Далее Бенуа делает замечание, которое существенно важно для понимания эстетики мирискусников, в чем не было и для них ясности. «Кроме того, «Спящей» присуща еще одна черта (ее же я нахожу в «Пиковой даме» и в «Щелкунчике») - это то, что когда-то было нами окрещено уродливым словом «эпошистость» и что, не найдя другого выражения, мы затем называли не менее уродливым словом «пассеизм». Петр Ильич несомненно принадлежал к натурам, для которых прошлое-минувшее не окончательно и навсегда исчезло, а что продолжает как-то жить, сплетаясь с текущей действительностью. Такая черта представляется ценнейшим даром, чем-то вроде благодати; этот дар расширяет рамки жизни и благодаря ему и самое «жало» смерти не представляется столь грозным».

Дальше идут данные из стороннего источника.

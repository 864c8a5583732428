use crate::error::ProviderError;
use crate::models::{ChatRequest, ChatResponse};
use crate::providers::{Provider, ProviderConfig, ProviderKind, StreamResult};

use super::http_client::{probe_outcome, sse_chunk_stream, Credential, ProviderHttp};

pub struct OpenRouterProvider {
    http: ProviderHttp,
}

impl OpenRouterProvider {
    pub fn new(config: ProviderConfig) -> Result<Self, ProviderError> {
        let http = ProviderHttp::build(
            config.base_url.clone(),
            "https://openrouter.ai/api/v1",
            Credential::BearerToken(config.api_key.clone()),
            &config.headers,
            config.timeout,
        )?;

        Ok(Self { http })
    }
}

#[async_trait::async_trait]
impl Provider for OpenRouterProvider {
    fn kind(&self) -> ProviderKind {
        ProviderKind::OpenRouter
    }

    fn supports_model(&self, model: &str) -> bool {
        // OpenRouter names are vendor-prefixed ("openai/gpt-4o").
        model.contains('/')
    }

    fn list_models(&self) -> Vec<String> {
        vec![
            "openai/gpt-4o".to_string(),
            "anthropic/claude-3.5-sonnet".to_string(),
            "meta-llama/llama-3.1-70b-instruct".to_string(),
        ]
    }

    async fn chat_completion(&self, request: ChatRequest) -> Result<ChatResponse, ProviderError> {
        self.http.post_json("/chat/completions", &request).await
    }

    async fn stream_chat_completion(
        &self,
        mut request: ChatRequest,
    ) -> Result<StreamResult, ProviderError> {
        request.stream = Some(true);

        let response = self.http.open_stream("/chat/completions", &request).await?;
        Ok(sse_chunk_stream(response))
    }

    async fn health_check(&self) -> Result<(), ProviderError> {
        let result = self
            .http
            .get_json::<serde_json::Value>("/models")
            .await
            .map(|_| ());
        probe_outcome(result)
    }
}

Это не просто способность погружения в прошлые века, любовь к XVIII веку как во Франции, так и в России у Бенуа, что ценили мирискусники, а черта, присущая музыке Чайковского в равной мере, как и эстетике Ренессанса в Италии, как мы находили, черта, в которой смыкались библейские времена и настоящее, как в мадонне с младенцем, что представлял также просто портрет молодой женщины.
Историческая действительность, воссозданная в «Спящей красавице», приурочена к детству будущего короля Людовика XIV и погружена вместе с тем в сказки Шарля Перро, перед нами миф, что и есть жизнь, по античной эстетике и эстетике Ренессанса, - у Чайковского по эстетике Ренессанса в России. И именно этой эстетики придерживались Бенуа, Сомов, Бакст, правда, если у Чайковского классика, то у мирискусников романтическое миросозерцание рубежа столетий довлеет, с пристрастием к театру, эротике как XVIII века, так и Востока в тысячелетиях.